The rejection rate was about half of the level from the July primary, when 40,845 ballots were rejected out of nearly 1.5 million cast, almost 2.8%.

“As a state we are doing better,” Patel said. “A lot of that is state election officials really doing what they can for voter education, the changes we made to the election system, the fact that we have a ballot cure procedure now which we sued for and now is codified and more people were used to it or at least understood it by the time of the general election.

“And a lot of it has to do with voters,” she said. “It was clear voters were deeply invested in ensuring that their ballots counted, understandably. So they did everything they could to make sure that happened.”

Still, the number of rejected ballots was nearly triple the 2016 level and enough to make up New Jersey’s 17th largest municipality if all those would-be voters all lived in one place.

“It’s still thousands of ballots that were rejected, and we need to do better,” Patel said. “That’s always the case. We should be working to do better.”

Rejection rates varied from around 2.6% of votes cast in Middlesex, Union and Hudson counties to less than 1% of votes in seven counties, led by less than 0.4% of votes in Gloucester County.

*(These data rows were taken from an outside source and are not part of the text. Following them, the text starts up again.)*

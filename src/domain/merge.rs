//! Tombstone-aware union of two independently edited backups.
//!
//! Works on raw JSON values so that fields this version does not model
//! survive a round trip untouched.

use crate::domain::keys::ListElement;
use serde_json::{Map, Value};
use std::collections::HashSet;

pub fn entity_id(item: &Value) -> Option<&str> {
    item.get("id").and_then(Value::as_str)
}

/// String entries of a tombstone list; `None` if the value is not a list.
pub fn parse_tombstones(value: &Value) -> Option<Vec<String>> {
    let entries = value.as_array()?;
    Some(
        entries
            .iter()
            .filter_map(Value::as_str)
            .map(ToOwned::to_owned)
            .collect(),
    )
}

/// Local order first, then imported IDs not seen yet; no duplicates.
pub fn union_tombstones(local: &[String], imported: &[String]) -> Vec<String> {
    let mut seen = HashSet::new();
    local
        .iter()
        .chain(imported)
        .filter(|id| seen.insert(id.as_str()))
        .cloned()
        .collect()
}

/// Imported items replace local items with the same `id` in place, new ones
/// are appended, then everything tombstoned is dropped.
///
/// Filtering after the union is what stops a device that never saw a
/// deletion from resurrecting the entity.
pub fn merge_entity_arrays(local: &[Value], imported: &[Value], tombstones: &HashSet<String>) -> Vec<Value> {
    let mut merged = local.to_vec();
    for item in imported {
        let Some(id) = entity_id(item) else {
            continue;
        };
        match merged.iter().position(|candidate| entity_id(candidate) == Some(id)) {
            Some(index) => merged[index] = item.clone(),
            None => merged.push(item.clone()),
        }
    }
    sweep_tombstoned(&mut merged, tombstones);
    merged
}

/// Removes tombstoned entities; returns whether anything was removed.
pub fn sweep_tombstoned(items: &mut Vec<Value>, tombstones: &HashSet<String>) -> bool {
    let before = items.len();
    items.retain(|item| entity_id(item).is_none_or(|id| !tombstones.contains(id)));
    items.len() != before
}

/// Stable sort by the `time` field; items without one sort first.
pub fn sort_by_time(items: &mut [Value]) {
    items.sort_by(|left, right| {
        let left = left.get("time").and_then(Value::as_str).unwrap_or_default();
        let right = right.get("time").and_then(Value::as_str).unwrap_or_default();
        left.cmp(right)
    });
}

/// Shallow key union where imported entries win. Imported entries that are
/// not a list of `element` values are ignored.
pub fn merge_list_maps(
    local: &Map<String, Value>,
    imported: &Map<String, Value>,
    element: ListElement,
) -> Map<String, Value> {
    let mut merged = local.clone();
    for (key, value) in imported {
        let well_typed = value
            .as_array()
            .is_some_and(|entries| entries.iter().all(|entry| element.accepts(entry)));
        if well_typed {
            merged.insert(key.clone(), value.clone());
        }
    }
    merged
}
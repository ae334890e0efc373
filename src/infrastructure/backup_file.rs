use crate::infrastructure::error::InfraError;
use chrono::NaiveDateTime;
use std::fs;
use std::path::{Path, PathBuf};

/// `<app>_backup_<YYYY-MM-DD>_<HHMM>.json`, from a local wall-clock time.
pub fn backup_file_name(app_name: &str, local_now: NaiveDateTime) -> String {
    format!(
        "{}_backup_{}.json",
        app_name.trim(),
        local_now.format("%Y-%m-%d_%H%M")
    )
}

pub fn write_backup(
    dir: &Path,
    file_name: &str,
    document: &serde_json::Map<String, serde_json::Value>,
) -> Result<PathBuf, InfraError> {
    fs::create_dir_all(dir)?;
    let path = dir.join(file_name);
    let formatted = serde_json::to_string(document)?;
    fs::write(&path, formatted)?;
    Ok(path)
}

pub fn read_backup(path: &Path) -> Result<String, InfraError> {
    Ok(fs::read_to_string(path)?)
}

“It is a huge disparity,” Patel said. “Like I said, you’re always going to have some level of rejection unfortunately. But you want to minimize them. We should all be aiming to have Gloucester numbers.”

Reasons for the rejections have been recorded for 71% of the ballots so far, around 47,000.

More than 15,000 were rejected because the voter’s signature didn’t match the poll book. More than 11,000 ballots were rejected because its certificate was missing. On nearly 8,400 more, the certificate wasn’t signed.

Around 2,000 were designated as having been turned down because they were received after the deadline. Around 1,600 didn’t have an enclosed ballot.

Nearly 1,000 were rejected because of bearer-related problems, most commonly because the bearer exceeded his or her limit. More than 950 were rejected because their voter registration ID was missing. Two hundred had moved out of the county.

Nearly 6,700 rejections were listed as happening for some other, unspecified reason. There were also a handful rejected for other identified reasons.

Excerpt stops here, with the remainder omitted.